1. Toutes les consonnes intervocaliques se rattachent à la voyelle qui les suit,
même si cette voyelle appartient à un autre mot. En parlant, un Français ne ferait pas
de différence entre too late et tool eight. Il les prononcerait tous deux comme too late.
De même il dirait a name pour an aim, a nice man pour an ice man. La transcription
syllabique d'une phrase française telle que: elle imite un autre accent serait donc:
[ɛ-li-mi-tœ̃-no-tra-ksã]. C'est ce qu'on appelle la “syllabation ouverte” — les syllabes
se terminent sur la voyelle, c'est-à-dire la bouche ouverte.

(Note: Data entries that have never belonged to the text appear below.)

//! JWT handling: header decoding, verified claims, and the verification pipeline
//!
//! # Architecture
//!
//! ```text
//!   raw token ──► decode (pure) ──► algorithm gate ──► key resolution ──► signature ──► claims
//!                  TokenHeader        allow-list        KeyStore            jsonwebtoken    iss/aud/exp
//!                                                                                          │
//!                                                                                          ▼
//!                                                                                   VerifiedClaims
//! ```
//!
//! Header decoding is a pure function so it can be exercised without any key
//! material. Nothing downstream of [`verifier::TokenVerifier`] ever sees claims
//! from a token that has not passed every gate.

pub mod claims;
pub mod verifier;

pub use claims::VerifiedClaims;
pub use verifier::TokenVerifier;

use base64::{Engine as _, engine::general_purpose::URL_SAFE_NO_PAD};
use serde::Deserialize;

use crate::error::VerificationError;

/// JOSE header fields relevant to verification
///
/// Decoded by hand rather than through `jsonwebtoken::decode_header` so that an
/// algorithm `jsonwebtoken` does not know (including `none`) is reported as an
/// unsupported algorithm instead of a parse failure.
#[derive(Debug, Clone, PartialEq, Eq, Deserialize)]
pub struct TokenHeader {
    /// Declared signing algorithm (`alg`)
    #[serde(rename = "alg")]
    pub algorithm: String,
    /// Key identifier (`kid`)
    #[serde(rename = "kid", default)]
    pub key_id: Option<String>,
    /// Token type (`typ`)
    #[serde(rename = "typ", default)]
    pub token_type: Option<String>,
}

/// The three segments of a compact JWS, with header and payload decoded
///
/// The payload is parsed only to reject malformed tokens early; it is not
/// exposed and must not be trusted.
#[derive(Debug)]
pub(crate) struct DecodedToken {
    pub(crate) header: TokenHeader,
}

/// Decode and return the header of a raw token
///
/// Performs the full structural check (three segments, base64url, JSON
/// header and JSON object payload) but no cryptographic verification.
///
/// # Errors
///
/// Returns [`VerificationError::MalformedToken`] on any structural problem.
///
/// # Example
///
/// ```rust
/// use oidc_identity::jwt::decode_header;
///
/// // {"alg":"RS256","kid":"k1","typ":"JWT"} . {"sub":"x"} . sig
/// let token = "eyJhbGciOiJSUzI1NiIsImtpZCI6ImsxIiwidHlwIjoiSldUIn0.eyJzdWIiOiJ4In0.c2ln";
/// let header = decode_header(token).unwrap();
/// assert_eq!(header.algorithm, "RS256");
/// assert_eq!(header.key_id.as_deref(), Some("k1"));
/// ```
pub fn decode_header(raw: &str) -> Result<TokenHeader, VerificationError> {
    decode_segments(raw).map(|decoded| decoded.header)
}

pub(crate) fn decode_segments(raw: &str) -> Result<DecodedToken, VerificationError> {
    let segments: Vec<&str> = raw.split('.').collect();
    if segments.len() != 3 {
        return Err(VerificationError::MalformedToken(format!(
            "expected 3 segments, found {}",
            segments.len()
        )));
    }

    let header_bytes = decode_segment(segments[0], "header")?;
    let header: TokenHeader = serde_json::from_slice(&header_bytes)
        .map_err(|e| VerificationError::MalformedToken(format!("invalid header JSON: {e}")))?;

    let payload_bytes = decode_segment(segments[1], "payload")?;
    let payload: serde_json::Value = serde_json::from_slice(&payload_bytes)
        .map_err(|e| VerificationError::MalformedToken(format!("invalid payload JSON: {e}")))?;
    if !payload.is_object() {
        return Err(VerificationError::MalformedToken(
            "payload is not a JSON object".to_string(),
        ));
    }

    // "none" tokens legitimately carry an empty signature; the algorithm gate rejects them
    if !segments[2].is_empty() {
        decode_segment(segments[2], "signature")?;
    }

    Ok(DecodedToken { header })
}

fn decode_segment(segment: &str, name: &str) -> Result<Vec<u8>, VerificationError> {
    if segment.is_empty() {
        return Err(VerificationError::MalformedToken(format!("empty {name}")));
    }
    URL_SAFE_NO_PAD
        .decode(segment)
        .map_err(|e| VerificationError::MalformedToken(format!("invalid {name} encoding: {e}")))
}
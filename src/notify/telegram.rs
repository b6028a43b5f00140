//! Telegram Bot API channel.

use std::time::Duration;

use async_trait::async_trait;
use reqwest::{Client, StatusCode};
use secrecy::{ExposeSecret, SecretString};
use serde::Serialize;
use tracing::debug;

use super::{ChannelError, DeliveryStatus, NotificationChannel};

const API_BASE: &str = "https://api.telegram.org";
const HTTP_TIMEOUT_SECS: u64 = 30;

#[derive(Serialize)]
struct SendMessagePayload<'a> {
    chat_id: &'a str,
    text: &'a str,
    parse_mode: &'a str,
    disable_web_page_preview: bool,
}

/// Posts Markdown messages to one chat via the Bot API.
pub struct TelegramChannel {
    http: Client,
    token: SecretString,
    chat_id: String,
}

impl TelegramChannel {
    pub fn new(token: SecretString, chat_id: String) -> Result<Self, ChannelError> {
        let http = Client::builder()
            .timeout(Duration::from_secs(HTTP_TIMEOUT_SECS))
            .user_agent(concat!("sentinel/", env!("CARGO_PKG_VERSION")))
            .build()?;
        Ok(TelegramChannel {
            http,
            token,
            chat_id,
        })
    }

    fn send_url(&self) -> String {
        format!("{API_BASE}/bot{}/sendMessage", self.token.expose_secret())
    }
}

/// Seconds to wait, from a Retry-After header value if one parses.
fn parse_retry_after(header: Option<&str>) -> Option<Duration> {
    header
        .and_then(|v| v.trim().parse::<u64>().ok())
        .map(Duration::from_secs)
}

#[async_trait]
impl NotificationChannel for TelegramChannel {
    async fn post(&self, text: &str) -> Result<DeliveryStatus, ChannelError> {
        let payload = SendMessagePayload {
            chat_id: &self.chat_id,
            text,
            parse_mode: "Markdown",
            disable_web_page_preview: true,
        };

        let response = self.http.post(self.send_url()).json(&payload).send().await?;
        let status = response.status();

        if status == StatusCode::TOO_MANY_REQUESTS {
            let retry_after = parse_retry_after(
                response
                    .headers()
                    .get(reqwest::header::RETRY_AFTER)
                    .and_then(|v| v.to_str().ok()),
            );
            return Ok(DeliveryStatus::Throttled { retry_after });
        }

        if !status.is_success() {
            return Ok(DeliveryStatus::Rejected {
                status: status.as_u16(),
            });
        }

        debug!(chat_id = %self.chat_id, "Message delivered");
        Ok(DeliveryStatus::Delivered)
    }

    fn name(&self) -> &'static str {
        "telegram"
    }
}

#[cfg(test)]
mod tests {
    use super::*;

    #[test]
    fn test_parse_retry_after() {
        assert_eq!(parse_retry_after(Some("7")), Some(Duration::from_secs(7)));
        assert_eq!(parse_retry_after(Some(" 12 ")), Some(Duration::from_secs(12)));
        assert_eq!(parse_retry_after(Some("soon")), None);
        assert_eq!(parse_retry_after(None), None);
    }

    #[test]
    fn test_send_url_embeds_token() {
        let channel = TelegramChannel::new(
            SecretString::new("123:abc".to_string()),
            "42".to_string(),
        )
        .unwrap();
        assert_eq!(
            channel.send_url(),
            "https://api.telegram.org/bot123:abc/sendMessage"
        );
    }

    #[test]
    fn test_payload_shape() {
        let payload = SendMessagePayload {
            chat_id: "42",
            text: "hello",
            parse_mode: "Markdown",
            disable_web_page_preview: true,
        };
        let json = serde_json::to_value(&payload).unwrap();
        assert_eq!(json["chat_id"], "42");
        assert_eq!(json["parse_mode"], "Markdown");
        assert_eq!(json["disable_web_page_preview"], true);
    }
}
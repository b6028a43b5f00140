//! End-to-end scan tests over stubbed market data and a recording
//! notification channel. No network, no real Telegram.

use std::collections::HashMap;
use std::sync::atomic::{AtomicUsize, Ordering};
use std::sync::{Arc, Mutex};
use std::time::Duration;

use anyhow::Result;
use async_trait::async_trait;
use chrono::NaiveDate;
use tempfile::TempDir;

use sentinel::ledger::AlertLedger;
use sentinel::market::gateway::MarketGateway;
use sentinel::market::{MarketDataSource, OptionChain};
use sentinel::notify::{ChannelError, DeliveryStatus, NotificationChannel, Notifier};
use sentinel::scan::{ScanLimits, Scanner};
use sentinel::types::{Cadence, ContractType, OptionRow, ScanCriteria, UserSession};

// ---------------------------------------------------------------------------
// Stubs
// ---------------------------------------------------------------------------

/// Market data source backed by fixed maps. Chain requests are recorded
/// so tests can assert which expirations were fetched.
#[derive(Default)]
struct StubMarket {
    prices: HashMap<String, f64>,
    expirations: HashMap<String, Vec<NaiveDate>>,
    chains: HashMap<(String, NaiveDate), OptionChain>,
    closes: HashMap<String, Vec<f64>>,
    chain_requests: Mutex<Vec<(String, NaiveDate)>>,
}

impl StubMarket {
    fn with_symbol(
        mut self,
        symbol: &str,
        price: f64,
        expirations: Vec<NaiveDate>,
    ) -> Self {
        self.prices.insert(symbol.to_string(), price);
        self.expirations.insert(symbol.to_string(), expirations);
        self
    }

    fn with_calls(mut self, symbol: &str, expiration: NaiveDate, calls: Vec<OptionRow>) -> Self {
        self.chains.insert(
            (symbol.to_string(), expiration),
            OptionChain {
                calls,
                puts: Vec::new(),
            },
        );
        self
    }

    fn with_closes(mut self, symbol: &str, closes: Vec<f64>) -> Self {
        self.closes.insert(symbol.to_string(), closes);
        self
    }

    fn requested_expirations(&self, symbol: &str) -> Vec<NaiveDate> {
        self.chain_requests
            .lock()
            .unwrap()
            .iter()
            .filter(|(s, _)| s == symbol)
            .map(|(_, d)| *d)
            .collect()
    }
}

#[async_trait]
impl MarketDataSource for StubMarket {
    async fn current_price(&self, symbol: &str) -> Result<Option<f64>> {
        Ok(self.prices.get(symbol).copied())
    }

    async fn expirations(&self, symbol: &str) -> Result<Vec<NaiveDate>> {
        Ok(self.expirations.get(symbol).cloned().unwrap_or_default())
    }

    async fn option_chain(&self, symbol: &str, expiration: NaiveDate) -> Result<OptionChain> {
        self.chain_requests
            .lock()
            .unwrap()
            .push((symbol.to_string(), expiration));
        Ok(self
            .chains
            .get(&(symbol.to_string(), expiration))
            .cloned()
            .unwrap_or_default())
    }

    async fn daily_closes(&self, symbol: &str, _lookback_days: u32) -> Result<Vec<f64>> {
        // Empty unless scripted: scans then run without an indicators block.
        Ok(self.closes.get(symbol).cloned().unwrap_or_default())
    }

    fn name(&self) -> &'static str {
        "stub"
    }
}

/// Channel that records every message and can fail the first N posts.
struct RecordingChannel {
    sent: Mutex<Vec<String>>,
    failures_remaining: AtomicUsize,
}

impl RecordingChannel {
    fn new() -> Arc<Self> {
        Self::failing_first(0)
    }

    fn failing_first(failures: usize) -> Arc<Self> {
        Arc::new(RecordingChannel {
            sent: Mutex::new(Vec::new()),
            failures_remaining: AtomicUsize::new(failures),
        })
    }

    fn messages(&self) -> Vec<String> {
        self.sent.lock().unwrap().clone()
    }
}

#[async_trait]
impl NotificationChannel for RecordingChannel {
    async fn post(&self, text: &str) -> Result<DeliveryStatus, ChannelError> {
        if self
            .failures_remaining
            .fetch_update(Ordering::SeqCst, Ordering::SeqCst, |n| n.checked_sub(1))
            .is_ok()
        {
            return Ok(DeliveryStatus::Rejected { status: 502 });
        }
        self.sent.lock().unwrap().push(text.to_string());
        Ok(DeliveryStatus::Delivered)
    }

    fn name(&self) -> &'static str {
        "recording"
    }
}

// ---------------------------------------------------------------------------
// Harness
// ---------------------------------------------------------------------------

fn d(y: i32, m: u32, day: u32) -> NaiveDate {
    NaiveDate::from_ymd_opt(y, m, day).unwrap()
}

fn row(strike: f64, volume: u64, open_interest: u64) -> OptionRow {
    OptionRow {
        strike,
        volume: Some(volume),
        open_interest: Some(open_interest),
    }
}

struct Harness {
    scanner: Scanner,
    market: Arc<StubMarket>,
    channel: Arc<RecordingChannel>,
    ledger: Arc<AlertLedger>,
    _dir: TempDir,
}

fn harness(market: StubMarket, channel: Arc<RecordingChannel>) -> Harness {
    let dir = TempDir::new().unwrap();
    let market = Arc::new(market);
    let ledger = Arc::new(AlertLedger::open(dir.path().join("sent_alerts.csv")).unwrap());
    let gateway = Arc::new(MarketGateway::new(
        market.clone(),
        Duration::from_secs(300),
    ));
    let notifier = Arc::new(Notifier::new(
        channel.clone(),
        Duration::ZERO,
        Duration::ZERO,
    ));
    let limits = ScanLimits {
        inter_alert_delay: Duration::ZERO,
        ..ScanLimits::default()
    };
    Harness {
        scanner: Scanner::new(gateway, ledger.clone(), notifier, limits),
        market,
        channel,
        ledger,
        _dir: dir,
    }
}

fn call_session() -> UserSession {
    UserSession::new(
        ContractType::Call,
        Cadence::Daily,
        ScanCriteria::default(),
    )
}

fn symbols(names: &[&str]) -> Vec<String> {
    names.iter().map(|s| s.to_string()).collect()
}

// ---------------------------------------------------------------------------
// Tests
// ---------------------------------------------------------------------------

#[tokio::test]
async fn qualifying_contract_sends_one_alert_and_dedups_rerun() {
    let exp = d(2026, 9, 18);
    let market = StubMarket::default()
        .with_symbol("XYZ", 100.0, vec![exp])
        .with_calls(
            "XYZ",
            exp,
            vec![
                row(103.0, 12_000, 4_000), // qualifies: ratio 3.0, distance 3%
                row(120.0, 12_000, 4_000), // too far from the money
                row(101.0, 2_000, 500),    // volume under the floor
            ],
        );
    let h = harness(market, RecordingChannel::new());
    let universe = symbols(&["XYZ"]);

    let summary = h.scanner.run_scan(&universe, &call_session()).await.unwrap();
    assert_eq!(summary.symbols_scanned, 1);
    assert_eq!(summary.alerts_sent, 1);
    assert!(summary.any_sent());

    let messages = h.channel.messages();
    assert_eq!(messages.len(), 1);
    assert!(messages[0].contains("`XYZ`"));
    assert!(messages[0].contains("`CALL`"));
    assert!(messages[0].contains("`103.00`"));
    assert!(messages[0].contains("`12,000`"));
    assert!(messages[0].contains("`2026-09-18`"));
    // No index data was available, so no indicators section.
    assert!(!messages[0].contains("Market Indicators"));

    let records = h.ledger.records().unwrap();
    assert_eq!(records.len(), 1);
    assert_eq!(records[0].symbol, "XYZ");
    assert_eq!(records[0].strike, "103");

    // Same pass again: the contract is in the ledger, nothing new goes out.
    let rerun = h.scanner.run_scan(&universe, &call_session()).await.unwrap();
    assert_eq!(rerun.alerts_sent, 0);
    assert_eq!(rerun.duplicates_skipped, 1);
    assert_eq!(h.channel.messages().len(), 1);
}

#[tokio::test]
async fn per_symbol_alert_cap_is_enforced() {
    let exp = d(2026, 9, 18);
    // Ten qualifying strikes near the money.
    let calls: Vec<OptionRow> = (0..10).map(|i| row(96.0 + i as f64, 15_000, 5_000)).collect();
    let market = StubMarket::default()
        .with_symbol("NVDA", 100.0, vec![exp])
        .with_calls("NVDA", exp, calls);
    let h = harness(market, RecordingChannel::new());

    let summary = h
        .scanner
        .run_scan(&symbols(&["NVDA"]), &call_session())
        .await
        .unwrap();
    assert_eq!(summary.alerts_sent, 5);
    assert_eq!(h.channel.messages().len(), 5);
    assert_eq!(h.ledger.records().unwrap().len(), 5);
}

#[tokio::test]
async fn symbol_without_quote_is_skipped_others_still_scan() {
    let exp = d(2026, 9, 18);
    let market = StubMarket::default()
        // "DAX" has no price and no expirations.
        .with_symbol("SPY", 100.0, vec![exp])
        .with_calls("SPY", exp, vec![row(104.0, 30_000, 9_000)]);
    let h = harness(market, RecordingChannel::new());

    let summary = h
        .scanner
        .run_scan(&symbols(&["DAX", "SPY"]), &call_session())
        .await
        .unwrap();
    assert_eq!(summary.symbols_skipped, 1);
    assert_eq!(summary.symbols_scanned, 1);
    assert_eq!(summary.alerts_sent, 1);
}

#[tokio::test]
async fn failed_delivery_is_not_recorded_and_retries_next_pass() {
    let exp = d(2026, 9, 18);
    let market = StubMarket::default()
        .with_symbol("XYZ", 100.0, vec![exp])
        .with_calls("XYZ", exp, vec![row(103.0, 12_000, 4_000)]);
    // First post is rejected, everything after succeeds.
    let h = harness(market, RecordingChannel::failing_first(1));
    let universe = symbols(&["XYZ"]);

    let first = h.scanner.run_scan(&universe, &call_session()).await.unwrap();
    assert_eq!(first.alerts_sent, 0);
    assert!(h.ledger.records().unwrap().is_empty());

    // The contract never made it to the ledger, so the next pass sends it.
    let second = h.scanner.run_scan(&universe, &call_session()).await.unwrap();
    assert_eq!(second.alerts_sent, 1);
    assert_eq!(second.duplicates_skipped, 0);
    assert_eq!(h.channel.messages().len(), 1);
}

#[tokio::test]
async fn no_qualifying_rows_sends_nothing() {
    let exp = d(2026, 9, 18);
    let market = StubMarket::default()
        .with_symbol("GLD", 100.0, vec![exp])
        .with_calls(
            "GLD",
            exp,
            vec![
                row(103.0, 10_500, 10_000), // ratio 1.05, under the floor
                row(103.0, 9_000, 1_000),   // volume under the floor
                OptionRow {
                    strike: 103.0,
                    volume: None,
                    open_interest: Some(4_000),
                },
            ],
        );
    let h = harness(market, RecordingChannel::new());

    let summary = h
        .scanner
        .run_scan(&symbols(&["GLD"]), &call_session())
        .await
        .unwrap();
    assert_eq!(summary.symbols_scanned, 1);
    assert_eq!(summary.alerts_sent, 0);
    assert!(h.channel.messages().is_empty());
}

#[tokio::test]
async fn alert_includes_indicators_when_index_data_present() {
    let exp = d(2026, 9, 18);
    let market = StubMarket::default()
        .with_symbol("XYZ", 100.0, vec![exp])
        .with_calls("XYZ", exp, vec![row(103.0, 12_000, 4_000)])
        .with_closes("^GSPC", vec![5_000.0, 5_100.0])
        .with_closes("^NDX", vec![18_000.0, 17_820.0]);
    let h = harness(market, RecordingChannel::new());

    h.scanner
        .run_scan(&symbols(&["XYZ"]), &call_session())
        .await
        .unwrap();

    let messages = h.channel.messages();
    assert_eq!(messages.len(), 1);
    assert!(messages[0].contains("Market Indicators"));
    assert!(messages[0].contains("🟢 *SPX:* `5100.00` (+100.00 / +2.00%)"));
    assert!(messages[0].contains("🔴 *NDX:* `17820.00` (-180.00 / -1.00%)"));
}

#[tokio::test]
async fn indicators_report_renders_overview() {
    let market = StubMarket::default()
        .with_closes("^GSPC", vec![5_000.0, 5_100.0])
        .with_closes("^NDX", vec![18_000.0, 17_820.0]);
    let h = harness(market, RecordingChannel::new());

    let report = h.scanner.indicators_report().await.unwrap();
    assert!(report.contains("S&P 500 (SPX)"));
    assert!(report.contains("`+100.00`"));
    assert!(report.contains("NASDAQ 100 (NDX)"));
    assert!(report.contains("Last updated:"));
}

#[tokio::test]
async fn indicators_report_is_none_without_index_data() {
    let market = StubMarket::default();
    let h = harness(market, RecordingChannel::new());
    assert!(h.scanner.indicators_report().await.is_none());
}

#[tokio::test]
async fn weekly_cadence_fetches_only_friday_expirations() {
    // Sep 2 2026 is a Wednesday; Sep 4, 11, 18 are Fridays.
    let wednesday = d(2026, 9, 2);
    let fridays = [d(2026, 9, 4), d(2026, 9, 11), d(2026, 9, 18)];
    let market = StubMarket::default().with_symbol(
        "SPY",
        100.0,
        vec![wednesday, fridays[0], fridays[1], fridays[2]],
    );
    let h = harness(market, RecordingChannel::new());

    let session = UserSession::new(
        ContractType::Call,
        Cadence::Weekly,
        ScanCriteria::default(),
    );
    h.scanner
        .run_scan(&symbols(&["SPY"]), &session)
        .await
        .unwrap();

    // First two Fridays only; the Wednesday expiry is never requested.
    assert_eq!(
        h.market.requested_expirations("SPY"),
        vec![fridays[0], fridays[1]]
    );
}
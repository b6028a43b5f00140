//! Configuration loading from TOML with environment variable resolution.
//!
//! Reads `config.toml` and deserializes into strongly-typed structs.
//! Secrets (bot tokens, chat ids) are referenced by env-var name in the
//! config and resolved at runtime via `std::env::var`.

use anyhow::{Context, Result};
use serde::Deserialize;
use std::fs;
use std::time::Duration;

use crate::scan::ScanLimits;
use crate::types::{Cadence, ContractType, ScanCriteria};

/// Top-level application configuration.
#[derive(Debug, Deserialize, Clone)]
pub struct AppConfig {
    pub scanner: ScannerConfig,
    pub criteria: CriteriaConfig,
    pub telegram: TelegramConfig,
    pub ledger: LedgerConfig,
}

#[derive(Debug, Deserialize, Clone)]
pub struct ScannerConfig {
    /// Underlyings examined each pass, in scan order.
    pub symbols: Vec<String>,
    pub scan_interval_secs: u64,
    pub cache_duration_secs: u64,
    pub max_expirations: usize,
    pub max_alerts_per_symbol: usize,
    pub inter_alert_delay_ms: u64,
    /// "call" or "put".
    pub contract_type: String,
    /// "daily" or "weekly".
    pub cadence: String,
}

#[derive(Debug, Deserialize, Clone)]
pub struct CriteriaConfig {
    pub min_volume: u64,
    pub min_volume_oi_ratio: f64,
    pub max_strike_distance: f64,
}

#[derive(Debug, Deserialize, Clone)]
pub struct TelegramConfig {
    pub bot_token_env: String,
    pub chat_id_env: String,
    pub min_send_interval_secs: u64,
    /// Wait before the single retry when a throttle response carries no
    /// Retry-After header.
    pub throttle_retry_secs: u64,
}

#[derive(Debug, Deserialize, Clone)]
pub struct LedgerConfig {
    pub path: String,
}

impl AppConfig {
    /// Load configuration from a TOML file.
    pub fn load(path: &str) -> Result<Self> {
        let contents = fs::read_to_string(path)
            .with_context(|| format!("Failed to read config file: {path}"))?;
        let config: AppConfig = toml::from_str(&contents)
            .with_context(|| format!("Failed to parse config file: {path}"))?;
        Ok(config)
    }

    /// Resolve an environment variable name to its value.
    /// Useful for loading secrets referenced in the config.
    pub fn resolve_env(env_name: &str) -> Result<String> {
        std::env::var(env_name)
            .with_context(|| format!("Environment variable not set: {env_name}"))
    }
}

impl ScannerConfig {
    pub fn contract_type(&self) -> Result<ContractType> {
        self.contract_type.parse()
    }

    pub fn cadence(&self) -> Result<Cadence> {
        self.cadence.parse()
    }

    pub fn limits(&self) -> ScanLimits {
        ScanLimits {
            max_expirations: self.max_expirations,
            max_alerts_per_symbol: self.max_alerts_per_symbol,
            inter_alert_delay: Duration::from_millis(self.inter_alert_delay_ms),
        }
    }

    pub fn cache_duration(&self) -> Duration {
        Duration::from_secs(self.cache_duration_secs)
    }
}

impl CriteriaConfig {
    pub fn to_criteria(&self) -> ScanCriteria {
        ScanCriteria {
            min_volume: self.min_volume,
            min_volume_oi_ratio: self.min_volume_oi_ratio,
            max_strike_distance: self.max_strike_distance,
        }
    }
}
//! Telegram Markdown rendering for alerts and indicator summaries.

use chrono::NaiveDateTime;

use crate::types::{AlertCandidate, IndexSnapshot, MarketIndicators, ScanCriteria};

/// 1234567 -> "1,234,567"
fn thousands(value: u64) -> String {
    let digits = value.to_string();
    let mut out = String::with_capacity(digits.len() + digits.len() / 3);
    for (i, ch) in digits.chars().enumerate() {
        if i > 0 && (digits.len() - i) % 3 == 0 {
            out.push(',');
        }
        out.push(ch);
    }
    out
}

fn direction_emoji(change: f64) -> &'static str {
    if change >= 0.0 {
        "🟢"
    } else {
        "🔴"
    }
}

fn signed(value: f64) -> String {
    if value >= 0.0 {
        format!("+{value:.2}")
    } else {
        format!("{value:.2}")
    }
}

/// Compact indicator block appended to each alert. Empty string when no
/// indicator data was available, so the alert renders without the section.
pub fn format_indicators_block(indicators: &Option<MarketIndicators>) -> String {
    let indicators = match indicators {
        Some(i) => i,
        None => return String::new(),
    };

    let mut block = String::from("\n\n📊 *Market Indicators:*\n");
    if let Some(spx) = &indicators.spx {
        block.push_str(&index_line("SPX", spx));
    }
    if let Some(ndx) = &indicators.ndx {
        block.push_str(&index_line("NDX", ndx));
    }
    block
}

fn index_line(label: &str, snapshot: &IndexSnapshot) -> String {
    format!(
        "{} *{}:* `{:.2}` ({} / {}%)\n",
        direction_emoji(snapshot.change),
        label,
        snapshot.price,
        signed(snapshot.change),
        signed(snapshot.change_pct),
    )
}

/// Standalone indicator overview, rendered on demand.
pub fn format_indicators_overview(
    indicators: &MarketIndicators,
    as_of: NaiveDateTime,
) -> String {
    let mut message = String::from("📊 *Current Market Indicators*\n");
    if let Some(spx) = &indicators.spx {
        message.push_str(&overview_section("S&P 500 (SPX)", spx));
    }
    if let Some(ndx) = &indicators.ndx {
        message.push_str(&overview_section("NASDAQ 100 (NDX)", ndx));
    }
    message.push_str(&format!(
        "\n🕐 Last updated: {}",
        as_of.format("%Y-%m-%d %H:%M:%S")
    ));
    message
}

fn overview_section(label: &str, snapshot: &IndexSnapshot) -> String {
    format!(
        "\n{} *{}*\n• Price: `{:.2}`\n• Change: `{}` (`{}%`)\n",
        direction_emoji(snapshot.change),
        label,
        snapshot.price,
        signed(snapshot.change),
        signed(snapshot.change_pct),
    )
}

/// Full alert message for one qualifying contract.
pub fn format_alert(
    candidate: &AlertCandidate,
    indicators_block: &str,
    criteria: &ScanCriteria,
    detected_at: NaiveDateTime,
) -> String {
    format!(
        "🚨 *Unusual Activity Alert*\n\n\
         📊 *Contract Details:*\n\
         • *Symbol:* `{symbol}`\n\
         • *Type:* `{contract_type}`\n\
         • *Strike:* `{strike:.2}`\n\
         • *Current Price:* `{price:.2}`\n\
         • *Distance:* `{distance:.2}%`\n\n\
         📈 *Activity Indicators:*\n\
         • *Volume:* `{volume}`\n\
         • *Open Interest:* `{open_interest}`\n\
         • *Volume/OI Ratio:* `{ratio:.2}`\n\n\
         📅 *Additional Info:*\n\
         • *Expiration:* `{expiration}`\n\
         • *Detected:* `{detected}`\
         {indicators}\n\n\
         ⚙️ *Scan Criteria:*\n\
         • Min Volume/OI Ratio: `{min_ratio}`\n\
         • Min Volume: `{min_volume}`\n\
         • Max Distance: `{max_distance:.2}%`",
        symbol = candidate.symbol,
        contract_type = candidate.contract_type,
        strike = candidate.strike,
        price = candidate.underlying_price,
        distance = candidate.strike_distance * 100.0,
        volume = thousands(candidate.volume),
        open_interest = thousands(candidate.open_interest),
        ratio = candidate.ratio,
        expiration = candidate.expiration.format("%Y-%m-%d"),
        detected = detected_at.format("%Y-%m-%d %H:%M:%S"),
        indicators = indicators_block,
        min_ratio = criteria.min_volume_oi_ratio,
        min_volume = thousands(criteria.min_volume),
        max_distance = criteria.max_strike_distance * 100.0,
    )
}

2. Du fait de l'anticipation vocalique, les consonnes sont mises d'avance dans la
position de la voyelle qui suit. Cela se remarque surtout lorsque la voyelle est arrondie:
les lèvres françaises s'arrondissent dès le début de la consonne. Nous avons déjà
comparé plus haut (II, 2) les mouvements des lèvres du français pour à ceux de l'anglais
poor.

3. C'est par l'anticipation vocalique qu'on peut aussi expliquer l'articulation très
sonore des consonnes occlusives [b d g]. On sait qu'en français les cordes vocales se
mettent à vibrer bien avant l'explosion, tandis qu'en anglais (et encore plus en allemand),
par manque d'anticipation vocalique, les cordes vocales commencent à peine
à vibrer quand l'explosion de [b d g] se produit, et l'oreille prend facilement ces
sonores pour des sourdes [p t k].

4. Parallèlement, c'est par l'anticipation vocalique qu'on peut rendre compte de
l'articulation “non-aspirée” des occlusives sourdes [p t k]. Dans l'articulation française
de ces consonnes, les cordes vocales se ferment plus tôt que dans l'articulation
12anglaise. Au moment de l'explosion, elles sont déjà fermées — par anticipation de la
voyelle qui suit — et aucune expiration de souffle venant des poumons ne peut se produire.
On sait qu'en anglais, et encore plus en allemand et dans les langues Scandinaves,
la glotte est encore ouverte au moment de l'explosion, ce qui permet au souffle
de s'échapper des poumons après l'explosion, et fait qu'on intercale, entre l'explosion
de la consonne et le début de la voyelle suivante, une friction glottale qui ressemble
fort à un [h]. Comparons le français pique [pik] à l'anglais peak [pʰik].

5. Il faut aussi attribuer au Mode Croissant le phénomène connu sous le nom de
“détente des consonnes finales”. En anglais, après s'être fermée pour une consonne
finale, la bouche ne se rouvre généralement pas, surtout dans le cas de [l n m]. En
français, d'une part l'ouverture buccale pour la voyelle de la syllabe finale se prolonge,
de l'autre la consonne finale se prononce presque comme si elle commençait une
nouvelle syllabe: la bouche se rouvre légèrement et un embryon de voyelle se fait
entendre. Comparons seal [sil], seen [sin] à fil [fi-l], fine [fi-nˑ].

6. C'est enfin le Mode Croissant qui empêche en français la diffusion de nasalité — si
fréquente dans la bouche des Anglo-Saxons. Que la nasale soit une consonne précédée
d'une voyelle orale, comme dans Jeanne [ʒa-n], ou une voyelle suivie d'une consonne
orale, comme dans tombe [tɔ̃-b], c'est par non-anticipation consonantique que le
français en vient à séparer si clairement le son oral du son nasal. Renversons notre
mode d'articulation et anticipons la consonne: Jeanne devient [ʒãn], et tombe,
[tɔ̃mb].

Conclusion

Nous avons groupé d'une manière systématique de nombreuses caractéristiques
phonétiques propres au français en les rattachant toutes à trois modes: le Mode
Tendu, le Mode Antérieur et le Mode Croissant. Ils peuvent servir dorénavant de
points de repère. Toutes les fautes de prononciation, tout ce qu'on appelle “l'accent
anglais” ou “l'accent américain” trouve son explication quand on se rapporte, comme
nous venons de le faire, à ces trois modes.13

1* Déjà publié dans The French Review, XXVII, 1 (October, 1953), pp. 59-63.